Data supplied:
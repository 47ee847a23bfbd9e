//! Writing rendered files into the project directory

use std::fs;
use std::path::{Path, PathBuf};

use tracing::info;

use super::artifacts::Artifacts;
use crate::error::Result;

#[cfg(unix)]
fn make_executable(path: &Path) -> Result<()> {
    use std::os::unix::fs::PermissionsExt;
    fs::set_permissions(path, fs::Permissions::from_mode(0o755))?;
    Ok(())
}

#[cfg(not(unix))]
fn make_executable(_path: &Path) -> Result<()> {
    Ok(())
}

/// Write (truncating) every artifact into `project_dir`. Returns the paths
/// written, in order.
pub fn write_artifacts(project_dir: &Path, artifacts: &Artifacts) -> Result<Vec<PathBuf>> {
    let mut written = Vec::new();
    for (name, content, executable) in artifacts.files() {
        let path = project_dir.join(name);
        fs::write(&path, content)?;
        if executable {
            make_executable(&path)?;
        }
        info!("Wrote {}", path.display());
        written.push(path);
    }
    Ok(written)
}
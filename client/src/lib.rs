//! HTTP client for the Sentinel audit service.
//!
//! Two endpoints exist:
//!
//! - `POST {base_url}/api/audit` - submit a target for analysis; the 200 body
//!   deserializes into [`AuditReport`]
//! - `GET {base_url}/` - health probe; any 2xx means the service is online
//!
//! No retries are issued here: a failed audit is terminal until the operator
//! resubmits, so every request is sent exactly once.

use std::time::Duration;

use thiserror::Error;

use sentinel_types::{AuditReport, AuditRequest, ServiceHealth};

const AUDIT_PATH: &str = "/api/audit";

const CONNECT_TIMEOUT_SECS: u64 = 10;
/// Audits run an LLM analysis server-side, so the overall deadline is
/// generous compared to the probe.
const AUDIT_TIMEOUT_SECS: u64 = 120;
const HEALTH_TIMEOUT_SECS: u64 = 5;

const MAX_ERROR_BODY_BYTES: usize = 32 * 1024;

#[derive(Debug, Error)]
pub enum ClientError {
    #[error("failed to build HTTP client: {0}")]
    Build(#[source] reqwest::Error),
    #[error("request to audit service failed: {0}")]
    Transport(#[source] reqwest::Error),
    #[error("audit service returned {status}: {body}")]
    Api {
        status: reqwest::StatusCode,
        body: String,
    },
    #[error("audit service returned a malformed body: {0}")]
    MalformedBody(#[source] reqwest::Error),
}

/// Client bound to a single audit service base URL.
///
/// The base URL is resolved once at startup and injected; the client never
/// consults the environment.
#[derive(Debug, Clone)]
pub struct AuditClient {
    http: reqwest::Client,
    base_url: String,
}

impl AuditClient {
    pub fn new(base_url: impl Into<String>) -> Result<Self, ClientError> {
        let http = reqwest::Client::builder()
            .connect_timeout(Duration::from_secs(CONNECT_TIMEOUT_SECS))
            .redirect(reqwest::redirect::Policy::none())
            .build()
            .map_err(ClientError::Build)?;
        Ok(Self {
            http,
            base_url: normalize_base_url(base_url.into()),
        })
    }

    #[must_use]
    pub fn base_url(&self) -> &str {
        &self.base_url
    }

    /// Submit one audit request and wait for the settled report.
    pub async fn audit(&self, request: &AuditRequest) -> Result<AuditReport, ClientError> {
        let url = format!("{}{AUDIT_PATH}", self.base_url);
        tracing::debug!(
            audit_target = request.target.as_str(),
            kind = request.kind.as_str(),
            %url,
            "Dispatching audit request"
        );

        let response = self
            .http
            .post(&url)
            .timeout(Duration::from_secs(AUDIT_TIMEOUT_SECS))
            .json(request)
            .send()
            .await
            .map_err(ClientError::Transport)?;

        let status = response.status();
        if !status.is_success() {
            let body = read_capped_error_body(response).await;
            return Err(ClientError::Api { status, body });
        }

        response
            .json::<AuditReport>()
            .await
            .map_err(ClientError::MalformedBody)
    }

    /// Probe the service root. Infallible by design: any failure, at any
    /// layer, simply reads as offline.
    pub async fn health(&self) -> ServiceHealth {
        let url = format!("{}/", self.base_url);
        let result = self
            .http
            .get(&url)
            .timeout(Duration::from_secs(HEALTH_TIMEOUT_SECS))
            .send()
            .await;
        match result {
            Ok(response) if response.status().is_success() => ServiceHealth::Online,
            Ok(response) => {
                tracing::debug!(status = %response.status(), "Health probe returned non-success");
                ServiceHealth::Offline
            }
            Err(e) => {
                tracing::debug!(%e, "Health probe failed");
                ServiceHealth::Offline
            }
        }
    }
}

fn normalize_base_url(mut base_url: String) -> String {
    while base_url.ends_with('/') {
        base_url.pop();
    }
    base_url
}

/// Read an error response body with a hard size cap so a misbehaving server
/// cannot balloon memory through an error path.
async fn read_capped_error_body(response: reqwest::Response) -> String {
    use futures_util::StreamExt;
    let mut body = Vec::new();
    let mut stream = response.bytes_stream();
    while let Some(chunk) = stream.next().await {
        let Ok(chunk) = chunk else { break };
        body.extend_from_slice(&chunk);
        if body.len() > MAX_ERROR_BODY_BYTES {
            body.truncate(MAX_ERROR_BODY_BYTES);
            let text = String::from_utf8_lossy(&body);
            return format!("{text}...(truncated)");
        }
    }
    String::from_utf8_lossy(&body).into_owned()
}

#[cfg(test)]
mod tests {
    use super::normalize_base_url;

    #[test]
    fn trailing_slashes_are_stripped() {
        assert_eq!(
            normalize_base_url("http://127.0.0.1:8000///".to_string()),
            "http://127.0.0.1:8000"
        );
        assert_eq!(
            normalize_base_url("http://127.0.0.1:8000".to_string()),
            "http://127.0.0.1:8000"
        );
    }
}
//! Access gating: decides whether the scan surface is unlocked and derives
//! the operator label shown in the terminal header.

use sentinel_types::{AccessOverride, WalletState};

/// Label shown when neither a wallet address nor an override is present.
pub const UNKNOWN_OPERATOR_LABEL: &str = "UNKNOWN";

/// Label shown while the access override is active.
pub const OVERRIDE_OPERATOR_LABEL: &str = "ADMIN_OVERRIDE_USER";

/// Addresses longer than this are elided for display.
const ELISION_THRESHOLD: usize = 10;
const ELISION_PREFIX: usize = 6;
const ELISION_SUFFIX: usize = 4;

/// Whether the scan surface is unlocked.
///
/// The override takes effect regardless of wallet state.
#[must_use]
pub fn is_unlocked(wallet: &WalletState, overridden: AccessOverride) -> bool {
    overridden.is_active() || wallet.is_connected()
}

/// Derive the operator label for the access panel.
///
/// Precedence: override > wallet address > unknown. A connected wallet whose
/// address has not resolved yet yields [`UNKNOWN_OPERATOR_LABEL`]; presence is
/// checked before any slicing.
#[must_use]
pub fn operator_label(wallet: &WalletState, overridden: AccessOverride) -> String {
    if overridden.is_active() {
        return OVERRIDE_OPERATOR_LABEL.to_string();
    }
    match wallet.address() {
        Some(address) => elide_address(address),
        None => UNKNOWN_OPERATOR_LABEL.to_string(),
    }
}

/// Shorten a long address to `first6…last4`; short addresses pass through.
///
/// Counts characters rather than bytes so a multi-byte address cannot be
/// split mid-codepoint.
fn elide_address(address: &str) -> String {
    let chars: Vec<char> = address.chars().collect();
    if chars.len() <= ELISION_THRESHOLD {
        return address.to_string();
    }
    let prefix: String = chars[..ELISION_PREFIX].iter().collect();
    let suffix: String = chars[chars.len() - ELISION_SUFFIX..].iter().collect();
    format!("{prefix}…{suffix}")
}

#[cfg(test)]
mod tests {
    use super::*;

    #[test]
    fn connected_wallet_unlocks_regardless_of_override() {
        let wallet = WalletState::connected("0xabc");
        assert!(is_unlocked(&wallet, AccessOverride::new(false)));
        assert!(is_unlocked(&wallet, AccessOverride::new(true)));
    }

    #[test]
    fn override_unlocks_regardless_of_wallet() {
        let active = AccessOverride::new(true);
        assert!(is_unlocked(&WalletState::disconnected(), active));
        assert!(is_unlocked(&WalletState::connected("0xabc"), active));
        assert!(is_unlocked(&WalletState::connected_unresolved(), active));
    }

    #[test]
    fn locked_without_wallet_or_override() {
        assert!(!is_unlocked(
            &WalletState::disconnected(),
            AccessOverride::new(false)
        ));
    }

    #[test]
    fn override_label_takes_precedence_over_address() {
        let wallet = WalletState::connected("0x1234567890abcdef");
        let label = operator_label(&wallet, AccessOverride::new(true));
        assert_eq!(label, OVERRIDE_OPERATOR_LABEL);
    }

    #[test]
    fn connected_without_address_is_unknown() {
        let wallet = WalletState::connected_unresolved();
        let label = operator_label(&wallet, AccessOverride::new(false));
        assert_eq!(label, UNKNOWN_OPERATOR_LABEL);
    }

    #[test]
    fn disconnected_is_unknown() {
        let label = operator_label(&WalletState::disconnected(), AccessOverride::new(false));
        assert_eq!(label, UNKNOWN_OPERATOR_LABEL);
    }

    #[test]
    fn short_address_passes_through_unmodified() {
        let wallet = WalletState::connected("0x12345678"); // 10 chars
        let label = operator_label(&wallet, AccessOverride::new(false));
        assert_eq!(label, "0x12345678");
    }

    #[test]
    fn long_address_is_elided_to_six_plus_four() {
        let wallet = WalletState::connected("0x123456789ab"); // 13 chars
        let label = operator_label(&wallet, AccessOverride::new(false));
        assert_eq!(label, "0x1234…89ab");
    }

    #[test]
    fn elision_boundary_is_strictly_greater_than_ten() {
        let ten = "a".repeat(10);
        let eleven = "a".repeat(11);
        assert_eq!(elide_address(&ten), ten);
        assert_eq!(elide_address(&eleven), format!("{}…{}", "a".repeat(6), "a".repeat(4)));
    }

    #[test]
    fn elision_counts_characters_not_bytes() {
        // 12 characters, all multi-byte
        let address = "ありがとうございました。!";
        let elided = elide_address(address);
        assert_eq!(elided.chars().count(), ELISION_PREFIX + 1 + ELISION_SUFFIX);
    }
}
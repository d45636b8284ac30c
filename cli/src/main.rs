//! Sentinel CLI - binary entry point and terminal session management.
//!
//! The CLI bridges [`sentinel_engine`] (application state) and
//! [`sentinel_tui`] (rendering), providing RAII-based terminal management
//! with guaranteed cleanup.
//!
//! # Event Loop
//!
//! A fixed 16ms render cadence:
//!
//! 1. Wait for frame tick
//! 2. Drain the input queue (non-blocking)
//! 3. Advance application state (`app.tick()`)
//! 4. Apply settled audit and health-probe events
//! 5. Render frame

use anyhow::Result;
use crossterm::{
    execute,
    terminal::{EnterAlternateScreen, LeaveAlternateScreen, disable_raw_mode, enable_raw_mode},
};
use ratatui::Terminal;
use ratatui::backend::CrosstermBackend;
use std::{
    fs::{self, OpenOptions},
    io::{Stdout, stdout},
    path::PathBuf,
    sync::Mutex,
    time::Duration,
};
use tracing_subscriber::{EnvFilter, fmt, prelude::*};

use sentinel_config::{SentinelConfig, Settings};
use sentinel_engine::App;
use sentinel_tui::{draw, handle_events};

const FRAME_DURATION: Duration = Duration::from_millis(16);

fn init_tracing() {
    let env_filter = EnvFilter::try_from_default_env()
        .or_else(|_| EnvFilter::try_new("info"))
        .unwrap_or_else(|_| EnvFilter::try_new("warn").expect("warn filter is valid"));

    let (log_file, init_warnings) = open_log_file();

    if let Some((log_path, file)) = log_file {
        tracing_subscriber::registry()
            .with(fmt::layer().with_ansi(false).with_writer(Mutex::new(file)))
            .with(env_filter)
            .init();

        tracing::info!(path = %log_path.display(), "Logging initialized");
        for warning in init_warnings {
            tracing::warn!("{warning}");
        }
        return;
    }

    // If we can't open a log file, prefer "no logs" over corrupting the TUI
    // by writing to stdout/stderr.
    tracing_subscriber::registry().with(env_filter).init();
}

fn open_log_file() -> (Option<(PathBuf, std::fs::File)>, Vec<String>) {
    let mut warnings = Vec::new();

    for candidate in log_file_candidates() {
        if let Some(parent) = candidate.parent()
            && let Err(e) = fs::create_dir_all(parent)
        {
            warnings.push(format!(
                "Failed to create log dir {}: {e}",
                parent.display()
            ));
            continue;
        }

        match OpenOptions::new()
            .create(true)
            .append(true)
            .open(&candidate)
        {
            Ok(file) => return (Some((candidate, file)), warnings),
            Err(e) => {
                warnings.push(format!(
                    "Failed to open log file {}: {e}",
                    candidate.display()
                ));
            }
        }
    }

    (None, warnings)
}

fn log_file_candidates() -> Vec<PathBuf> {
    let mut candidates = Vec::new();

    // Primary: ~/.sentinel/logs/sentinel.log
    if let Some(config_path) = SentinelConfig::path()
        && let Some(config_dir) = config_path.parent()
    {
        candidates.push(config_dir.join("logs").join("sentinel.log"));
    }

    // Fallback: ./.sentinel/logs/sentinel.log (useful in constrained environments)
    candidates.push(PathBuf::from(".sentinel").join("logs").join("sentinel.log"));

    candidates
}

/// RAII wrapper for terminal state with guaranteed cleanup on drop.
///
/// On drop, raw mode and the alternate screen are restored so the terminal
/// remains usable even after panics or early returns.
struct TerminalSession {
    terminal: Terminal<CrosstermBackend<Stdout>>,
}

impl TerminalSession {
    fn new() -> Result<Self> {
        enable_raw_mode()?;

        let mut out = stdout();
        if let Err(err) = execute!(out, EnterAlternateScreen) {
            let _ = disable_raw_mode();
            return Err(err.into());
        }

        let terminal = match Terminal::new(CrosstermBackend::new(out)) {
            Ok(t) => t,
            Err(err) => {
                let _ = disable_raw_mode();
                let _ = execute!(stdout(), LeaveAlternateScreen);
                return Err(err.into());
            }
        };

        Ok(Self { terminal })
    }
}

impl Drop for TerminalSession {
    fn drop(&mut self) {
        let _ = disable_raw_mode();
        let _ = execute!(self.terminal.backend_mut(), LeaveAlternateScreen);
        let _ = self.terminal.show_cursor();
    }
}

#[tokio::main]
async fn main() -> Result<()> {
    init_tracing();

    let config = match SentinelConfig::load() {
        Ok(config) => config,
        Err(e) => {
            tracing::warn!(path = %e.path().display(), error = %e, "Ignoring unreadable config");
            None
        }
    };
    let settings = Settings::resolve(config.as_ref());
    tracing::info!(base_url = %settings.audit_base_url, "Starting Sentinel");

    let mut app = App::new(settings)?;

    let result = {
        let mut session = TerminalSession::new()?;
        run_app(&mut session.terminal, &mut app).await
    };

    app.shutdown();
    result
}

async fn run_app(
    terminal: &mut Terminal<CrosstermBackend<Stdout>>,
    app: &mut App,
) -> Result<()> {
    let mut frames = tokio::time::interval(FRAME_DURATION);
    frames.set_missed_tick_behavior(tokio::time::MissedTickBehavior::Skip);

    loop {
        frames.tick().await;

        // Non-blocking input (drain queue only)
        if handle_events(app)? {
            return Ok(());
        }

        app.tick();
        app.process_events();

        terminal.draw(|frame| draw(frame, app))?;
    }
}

Work required: Your answer should be the lines above, from the line containing "the project directory" up to and including the line containing "for (name, content, executable)", reproduced exactly and with nothing else.

Solution for this task:
//! Writing rendered files into the project directory

use std::fs;
use std::path::{Path, PathBuf};

use tracing::info;

use super::artifacts::Artifacts;
use crate::error::Result;

#[cfg(unix)]
fn make_executable(path: &Path) -> Result<()> {
    use std::os::unix::fs::PermissionsExt;
    fs::set_permissions(path, fs::Permissions::from_mode(0o755))?;
    Ok(())
}

#[cfg(not(unix))]
fn make_executable(_path: &Path) -> Result<()> {
    Ok(())
}

/// Write (truncating) every artifact into `project_dir`. Returns the paths
/// written, in order.
pub fn write_artifacts(project_dir: &Path, artifacts: &Artifacts) -> Result<Vec<PathBuf>> {
    let mut written = Vec::new();
    for (name, content, executable) in artifacts.files() {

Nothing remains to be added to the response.